(EXERCISE DESCRIPTION)
Print the complete set of entries exactly.

(INPUT DATA)
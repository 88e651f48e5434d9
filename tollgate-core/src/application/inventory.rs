// tollgate-core/src/application/inventory.rs
//
// One line per stored checkpoint, for listings. A document that fails to load
// is still listed, with its error, so one broken file does not hide the others.

use serde::Serialize;
use tracing::warn;

use crate::domain::checkpoint::{CheckpointConfig, CheckpointLinter, LintSeverity};
use crate::error::TollgateError;
use crate::ports::repository::CheckpointRepository;

#[derive(Debug, Serialize, PartialEq)]
pub struct CheckpointSummary {
    pub name: String,
    pub class_name: Option<String>,
    pub validations: usize,
    pub actions: usize,
    pub lint_errors: usize,
    pub load_error: Option<String>,
}

impl CheckpointSummary {
    fn from_config(name: &str, config: &CheckpointConfig) -> Self {
        let report = CheckpointLinter::lint(config);
        Self {
            name: name.to_string(),
            class_name: Some(config.class_name.clone()),
            validations: config.validations.len(),
            actions: config.action_list.len(),
            lint_errors: report.count(LintSeverity::Error),
            load_error: None,
        }
    }

    pub fn is_healthy(&self) -> bool {
        self.load_error.is_none() && self.lint_errors == 0
    }
}

pub fn summarize_checkpoints<R: CheckpointRepository>(
    repository: &R,
) -> Result<Vec<CheckpointSummary>, TollgateError> {
    let names = repository.list()?;
    let mut summaries = Vec::with_capacity(names.len());

    for name in names {
        match repository.load(&name) {
            Ok(config) => summaries.push(CheckpointSummary::from_config(&name, &config)),
            Err(e) => {
                warn!(checkpoint = %name, error = %e, "Checkpoint failed to load");
                summaries.push(CheckpointSummary {
                    name,
                    class_name: None,
                    validations: 0,
                    actions: 0,
                    lint_errors: 0,
                    load_error: Some(e.to_string()),
                });
            }
        }
    }

    Ok(summaries)
}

(REPLY)
repository 88e651f48e5434d9
filename tollgate-core/src/application/inventory.rs
// tollgate-core/src/application/inventory.rs
//
// One line per stored checkpoint, for listings. A document that fails to load
// is still listed, with its error, so one broken file does not hide the others.

use serde::Serialize;
use tracing::warn;

use crate::domain::checkpoint::{CheckpointConfig, CheckpointLinter, LintSeverity};
use crate::error::TollgateError;
use crate::ports::repository::CheckpointRepository;

#[derive(Debug, Serialize, PartialEq)]
pub struct CheckpointSummary {
    pub name: String,
    pub class_name: Option<String>,
    pub validations: usize,
    pub actions: usize,
    pub lint_errors: usize,
    pub load_error: Option<String>,
}

impl CheckpointSummary {
    fn from_config(name: &str, config: &CheckpointConfig) -> Self {
        let report = CheckpointLinter::lint(config);
        Self {
            name: name.to_string(),
            class_name: Some(config.class_name.clone()),
            validations: config.validations.len(),
            actions: config.action_list.len(),
            lint_errors: report.count(LintSeverity::Error),
            load_error: None,
        }
    }

    pub fn is_healthy(&self) -> bool {
        self.load_error.is_none() && self.lint_errors == 0
    }
}

pub fn summarize_checkpoints<R: CheckpointRepository>(
    repository: &R,
) -> Result<Vec<CheckpointSummary>, TollgateError> {
    let names = repository.list()?;
    let mut summaries = Vec::with_capacity(names.len());

    for name in names {
        match repository.load(&name) {
            Ok(config) => summaries.push(CheckpointSummary::from_config(&name, &config)),
            Err(e) => {
                warn!(checkpoint = %name, error = %e, "Checkpoint failed to load");
                summaries.push(CheckpointSummary {
                    name,
                    class_name: None,
                    validations: 0,
                    actions: 0,
                    lint_errors: 0,
                    load_error: Some(e.to_string()),
                });
            }
        }
    }

    Ok(summaries)
}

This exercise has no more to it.